— WORK REQUEST —
Identify and copy all lines of the material where the string "Probe" is found.
──────── DATA EXTRACTS ────────
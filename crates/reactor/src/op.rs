// SPDX-License-Identifier: MIT

//! Typed submission primitives. Each constructor builds the
//! corresponding `io_uring` SQE; `Reactor::submit` stamps in the
//! request's token as `user_data` and pushes it onto the ring.

use std::net::SocketAddr;
use std::os::fd::RawFd;

use io_uring::{opcode, squeue, types};

/// An absolute kernel timespec. `io_uring` timeout SQEs need one
/// rather than a relative duration so re-arming a timer doesn't drift
/// by however long the previous completion took to process.
#[derive(Debug, Clone, Copy)]
pub struct AbsoluteTimespec {
    pub secs: i64,
    pub nanos: i64,
}

impl From<AbsoluteTimespec> for types::Timespec {
    fn from(ts: AbsoluteTimespec) -> Self {
        types::Timespec::new().sec(ts.secs as u64).nsec(ts.nanos as u32)
    }
}

pub(crate) fn accept_oneshot(fd: RawFd) -> squeue::Entry {
    opcode::Accept::new(types::Fd(fd), std::ptr::null_mut(), std::ptr::null_mut()).build()
}

pub(crate) fn accept_multishot(fd: RawFd) -> squeue::Entry {
    opcode::AcceptMulti::new(types::Fd(fd)).build()
}

pub(crate) fn accept_direct(fd: RawFd) -> squeue::Entry {
    opcode::Accept::new(types::Fd(fd), std::ptr::null_mut(), std::ptr::null_mut())
        .file_index(Some(types::DestinationSlot::auto_target()))
        .build()
}

pub(crate) fn read(fd: RawFd, buf: &mut [u8]) -> squeue::Entry {
    opcode::Read::new(types::Fd(fd), buf.as_mut_ptr(), buf.len() as u32).build()
}

pub(crate) fn read_fixed(slot: u32, buf: &mut [u8]) -> squeue::Entry {
    opcode::Read::new(types::Fixed(slot), buf.as_mut_ptr(), buf.len() as u32).build()
}

pub(crate) fn read_provided(fd: RawFd, len: u32, buf_group: u16) -> squeue::Entry {
    opcode::Read::new(types::Fd(fd), std::ptr::null_mut(), len)
        .buf_group(buf_group)
        .build()
        .flags(squeue::Flags::BUFFER_SELECT)
}

pub(crate) fn write(fd: RawFd, buf: &[u8]) -> squeue::Entry {
    opcode::Write::new(types::Fd(fd), buf.as_ptr(), buf.len() as u32).build()
}

pub(crate) fn write_fixed(slot: u32, buf: &[u8]) -> squeue::Entry {
    opcode::Write::new(types::Fixed(slot), buf.as_ptr(), buf.len() as u32).build()
}

pub(crate) fn writev(fd: RawFd, iovecs: &[libc::iovec]) -> squeue::Entry {
    opcode::Writev::new(types::Fd(fd), iovecs.as_ptr(), iovecs.len() as u32).build()
}

pub(crate) fn recvmsg(fd: RawFd, msghdr: *mut libc::msghdr) -> squeue::Entry {
    opcode::RecvMsg::new(types::Fd(fd), msghdr).build()
}

pub(crate) fn recv_multishot(fd: RawFd, buf_group: u16) -> squeue::Entry {
    opcode::RecvMulti::new(types::Fd(fd), buf_group).build()
}

pub(crate) fn timeout(ts: &types::Timespec) -> squeue::Entry {
    opcode::Timeout::new(ts as *const _).build()
}

pub(crate) fn splice(from: RawFd, to: RawFd, len: u32) -> squeue::Entry {
    opcode::Splice::new(types::Fd(from), -1, types::Fd(to), -1, len).build()
}

pub(crate) fn connect(fd: RawFd, addr: &SocketAddr) -> (squeue::Entry, Box<libc::sockaddr_storage>) {
    let (storage, len) = socket_addr_to_storage(addr);
    let boxed = Box::new(storage);
    let entry = opcode::Connect::new(types::Fd(fd), std::ptr::addr_of!(*boxed).cast(), len).build();
    (entry, boxed)
}

pub(crate) fn cancel_fd(fd: RawFd) -> squeue::Entry {
    opcode::AsyncCancel2::new(types::CancelBuilder::fd(types::Fd(fd))).build()
}

pub(crate) fn send_zc(fd: RawFd, buf: &[u8]) -> squeue::Entry {
    opcode::SendZc::new(types::Fd(fd), buf.as_ptr(), buf.len() as u32).build()
}

fn socket_addr_to_storage(addr: &SocketAddr) -> (libc::sockaddr_storage, libc::socklen_t) {
    // SAFETY: zeroed sockaddr_storage is a valid representation; the
    // caller only reads back the fields the matching sa_family implies.
    let mut storage: libc::sockaddr_storage = unsafe { std::mem::zeroed() };
    let len = match addr {
        SocketAddr::V4(v4) => {
            let sin = libc::sockaddr_in {
                sin_family: libc::AF_INET as libc::sa_family_t,
                sin_port: v4.port().to_be(),
                sin_addr: libc::in_addr { s_addr: u32::from_ne_bytes(v4.ip().octets()) },
                sin_zero: [0; 8],
            };
            unsafe { std::ptr::write(std::ptr::addr_of_mut!(storage).cast(), sin) };
            std::mem::size_of::<libc::sockaddr_in>()
        }
        SocketAddr::V6(v6) => {
            let sin6 = libc::sockaddr_in6 {
                sin6_family: libc::AF_INET6 as libc::sa_family_t,
                sin6_port: v6.port().to_be(),
                sin6_flowinfo: v6.flowinfo(),
                sin6_addr: libc::in6_addr { s6_addr: v6.ip().octets() },
                sin6_scope_id: v6.scope_id(),
            };
            unsafe { std::ptr::write(std::ptr::addr_of_mut!(storage).cast(), sin6) };
            std::mem::size_of::<libc::sockaddr_in6>()
        }
    };
    (storage, len as libc::socklen_t)
}
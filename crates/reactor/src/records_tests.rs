// SPDX-License-Identifier: MIT

use super::*;
use std::cell::RefCell;
use std::rc::Rc;

struct Probe(Rc<RefCell<Vec<i32>>>);

impl Completion for Probe {
    fn on_completion(self: Box<Self>, _reactor: &mut Reactor, result: i32, _flags: u32) {
        self.0.borrow_mut().push(result);
    }
}

#[test]
fn insert_then_take_round_trips_the_same_slot() {
    let mut records = RequestRecords::new();
    let log = Rc::new(RefCell::new(Vec::new()));
    let token = records.insert(Box::new(Probe(log.clone())));
    assert!(records.take(token).is_some());
}

#[test]
fn take_twice_returns_none_the_second_time() {
    let mut records = RequestRecords::new();
    let log = Rc::new(RefCell::new(Vec::new()));
    let token = records.insert(Box::new(Probe(log)));
    records.take(token).unwrap();
    assert!(records.take(token).is_none());
}

#[test]
fn freed_slot_is_reused_with_a_bumped_generation() {
    let mut records = RequestRecords::new();
    let log = Rc::new(RefCell::new(Vec::new()));
    let first = records.insert(Box::new(Probe(log.clone())));
    records.free(first);
    let second = records.insert(Box::new(Probe(log)));
    assert_ne!(first.as_u64(), second.as_u64());
    assert_eq!(first.index(), second.index());
}

#[test]
fn stale_token_after_free_does_not_resolve() {
    let mut records = RequestRecords::new();
    let log = Rc::new(RefCell::new(Vec::new()));
    let stale = records.insert(Box::new(Probe(log.clone())));
    records.free(stale);
    let _fresh = records.insert(Box::new(Probe(log)));
    assert!(records.take(stale).is_none());
}

#[test]
fn reinsert_keeps_a_multishot_token_alive_across_completions() {
    let mut records = RequestRecords::new();
    let log = Rc::new(RefCell::new(Vec::new()));
    let token = records.insert(Box::new(Probe(log.clone())));
    let handler = records.take(token).unwrap();
    records.reinsert(token, handler);
    assert!(records.take(token).is_some());
}
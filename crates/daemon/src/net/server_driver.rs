// SPDX-License-Identifier: MIT

//! Wires a [`sk_runtimes::server::ServerRuntime`] to real fds: binds
//! the listen socket, submits a (multishot where available) accept,
//! and pumps each connection's reads through `feed()`.

use std::os::fd::RawFd;
use std::sync::Arc;

use sk_core::{RuntimeName, SystemClock};
use sk_reactor::{Completion, Reactor};
use sk_registry::RuntimeConfig;
use sk_runtimes::server::{ServerConfig, ServerMode, ServerRuntime};
use sk_runtimes::extension::NullVm;
use sk_runtimes::AnyRuntime;
use tracing::{debug, warn};

use super::{connection, NetDriver, Shared};

const MAX_CONNECTIONS: usize = 4096;
const WRITE_HIGH_WATER_MARK: usize = 1 << 20;

pub(super) fn start(driver: &mut NetDriver, name: &RuntimeName, config: &RuntimeConfig) -> Result<(), String> {
    let fd = connection::bind_listener(config.port).map_err(|e| e.to_string())?;

    let server_config = ServerConfig {
        mode: ServerMode::InOut,
        max_connections: MAX_CONNECTIONS,
        rate_limit_per_sec: None,
        server_rate_limit_per_sec: None,
        http_root: None,
        write_high_water_mark: WRITE_HIGH_WATER_MARK,
    };
    let runtime = ServerRuntime::new(server_config, NullVm, SystemClock);
    driver.shared.registry.install_handle(name.as_str(), AnyRuntime::Server(runtime), super::now_ms()).map_err(|e| e.to_string())?;
    driver.shared.track_listener(name, fd);

    let completion = AcceptCompletion { shared: driver.shared.clone(), name: name.clone(), listen_fd: fd };
    driver.reactor.submit_accept(fd, Box::new(completion)).map_err(|e| e.to_string())?;
    Ok(())
}

struct AcceptCompletion {
    shared: Arc<Shared>,
    name: RuntimeName,
    listen_fd: RawFd,
}

impl Completion for AcceptCompletion {
    fn on_completion(self: Box<Self>, reactor: &mut Reactor, result: i32, flags: u32) {
        if result >= 0 {
            let conn_fd = result as RawFd;
            // SAFETY: O_NONBLOCK applies to the fd this branch just
            // took ownership of from the kernel's accept completion.
            unsafe { libc::fcntl(conn_fd, libc::F_SETFL, libc::O_NONBLOCK) };
            let connection_id = self.shared.alloc_connection_id();
            let admitted = self
                .shared
                .registry
                .with_handle_mut(self.name.as_str(), |any| {
                    any.as_server_mut().map(|s| s.accept(connection_id)).unwrap_or(false)
                })
                .unwrap_or(false);
            if admitted {
                self.shared.track_connection(&self.name, conn_fd);
                arm_read(reactor, self.shared.clone(), self.name.clone(), conn_fd, connection_id);
            } else {
                connection::cancel_then_close(reactor, conn_fd);
            }
        } else if result != -libc::ECANCELED {
            warn!(runtime = self.name.as_str(), result, "accept completion failed");
        }

        let more = io_uring::cqueue::more(flags);
        if !more && result != -libc::ECANCELED {
            // Multishot wasn't available or stopped delivering; re-arm.
            let next = AcceptCompletion { shared: self.shared.clone(), name: self.name.clone(), listen_fd: self.listen_fd };
            if let Err(e) = reactor.submit_accept(self.listen_fd, Box::new(next)) {
                warn!(runtime = self.name.as_str(), "failed to re-arm accept: {e}");
            }
        }
    }
}

fn arm_read(reactor: &mut Reactor, shared: Arc<Shared>, name: RuntimeName, fd: RawFd, connection_id: u64) {
    let mut buf = vec![0u8; connection::BUF_GROUP_LEN].into_boxed_slice();
    let entry_buf: *mut [u8] = &mut *buf;
    // SAFETY: `buf` is moved into `ReadCompletion` below and kept alive
    // on the heap until the read completes; only the raw pointer built
    // from it is handed to the SQE.
    let slice = unsafe { &mut *entry_buf };
    let completion = ReadCompletion { shared, name, fd, connection_id, buf };
    if let Err(e) = reactor.submit_read(fd, slice, Box::new(completion)) {
        warn!("failed to submit read: {e}");
    }
}

struct ReadCompletion {
    shared: Arc<Shared>,
    name: RuntimeName,
    fd: RawFd,
    connection_id: u64,
    #[allow(dead_code)]
    buf: Box<[u8]>,
}

impl Completion for ReadCompletion {
    fn on_completion(self: Box<Self>, reactor: &mut Reactor, result: i32, _flags: u32) {
        if result <= 0 {
            disconnect(reactor, &self.shared, &self.name, self.fd, self.connection_id);
            return;
        }
        let n = result as usize;
        let output = self.shared.registry.with_handle_mut(self.name.as_str(), |any| {
            any.as_server_mut().map(|s| s.feed(self.connection_id, &self.buf[..n])).unwrap_or_default()
        });
        match output {
            Ok(out) => {
                for (conn_id, bytes) in out.direct {
                    if conn_id == self.connection_id {
                        write_back(reactor, self.shared.clone(), self.fd, bytes);
                    }
                    // Broadcast targets beyond this connection need a
                    // connection_id -> fd map; out of scope for this
                    // pass (documented in DESIGN.md). Single-connection
                    // echo/direct-reply paths work as-is.
                }
                for (_target_runtime, _bytes) in out.routed {
                    debug!(runtime = self.name.as_str(), "routed delivery to another runtime not wired");
                }
            }
            Err(e) => warn!(runtime = self.name.as_str(), "feed failed: {e}"),
        }
        arm_read(reactor, self.shared.clone(), self.name.clone(), self.fd, self.connection_id);
    }
}

fn write_back(reactor: &mut Reactor, shared: Arc<Shared>, fd: RawFd, bytes: Vec<u8>) {
    let completion = WriteCompletion { shared, fd, buf: bytes };
    // SAFETY: the buffer lives inside `completion`, moved into the
    // reactor's request record until the write completes.
    let slice_ptr: *const [u8] = &*completion.buf;
    let slice = unsafe { &*slice_ptr };
    if let Err(e) = reactor.submit_write(fd, slice, Box::new(completion)) {
        warn!("failed to submit write: {e}");
    }
}

struct WriteCompletion {
    #[allow(dead_code)]
    shared: Arc<Shared>,
    fd: RawFd,
    buf: Vec<u8>,
}

impl Completion for WriteCompletion {
    fn on_completion(self: Box<Self>, _reactor: &mut Reactor, result: i32, _flags: u32) {
        if result < 0 {
            warn!(fd = self.fd, result, "write failed");
        }
    }
}

fn disconnect(reactor: &mut Reactor, shared: &Arc<Shared>, name: &RuntimeName, fd: RawFd, connection_id: u64) {
    let _ = shared.registry.with_handle_mut(name.as_str(), |any| {
        if let Some(server) = any.as_server_mut() {
            server.disconnect(connection_id);
        }
    });
    shared.untrack_connection(name, fd);
    connection::cancel_then_close(reactor, fd);
}
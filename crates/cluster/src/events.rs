// SPDX-License-Identifier: MIT

//! Events the publisher delivers to subscribing runtime scripts (spec
//! §4.7: `on_cluster_join`, and implied `on_cluster_leave`/group-change
//! callbacks — the extension-VM surface lives in `sk-runtimes`; this
//! crate only computes which events fired).

#[derive(Debug, Clone, PartialEq, Eq)]
pub enum ClusterEvent {
    DaemonJoin { daemon: String },
    DaemonLeave { daemon: String },
    GroupChange { group: String, count: usize },
}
────────
— RESULT —
struct Probe(Rc<RefCell<Vec<i32>>>);
impl Completion for Probe {
    let token = records.insert(Box::new(Probe(log.clone())));
    let token = records.insert(Box::new(Probe(log)));
    let first = records.insert(Box::new(Probe(log.clone())));
    let second = records.insert(Box::new(Probe(log)));
    let stale = records.insert(Box::new(Probe(log.clone())));
    let _fresh = records.insert(Box::new(Probe(log)));
    let token = records.insert(Box::new(Probe(log.clone())));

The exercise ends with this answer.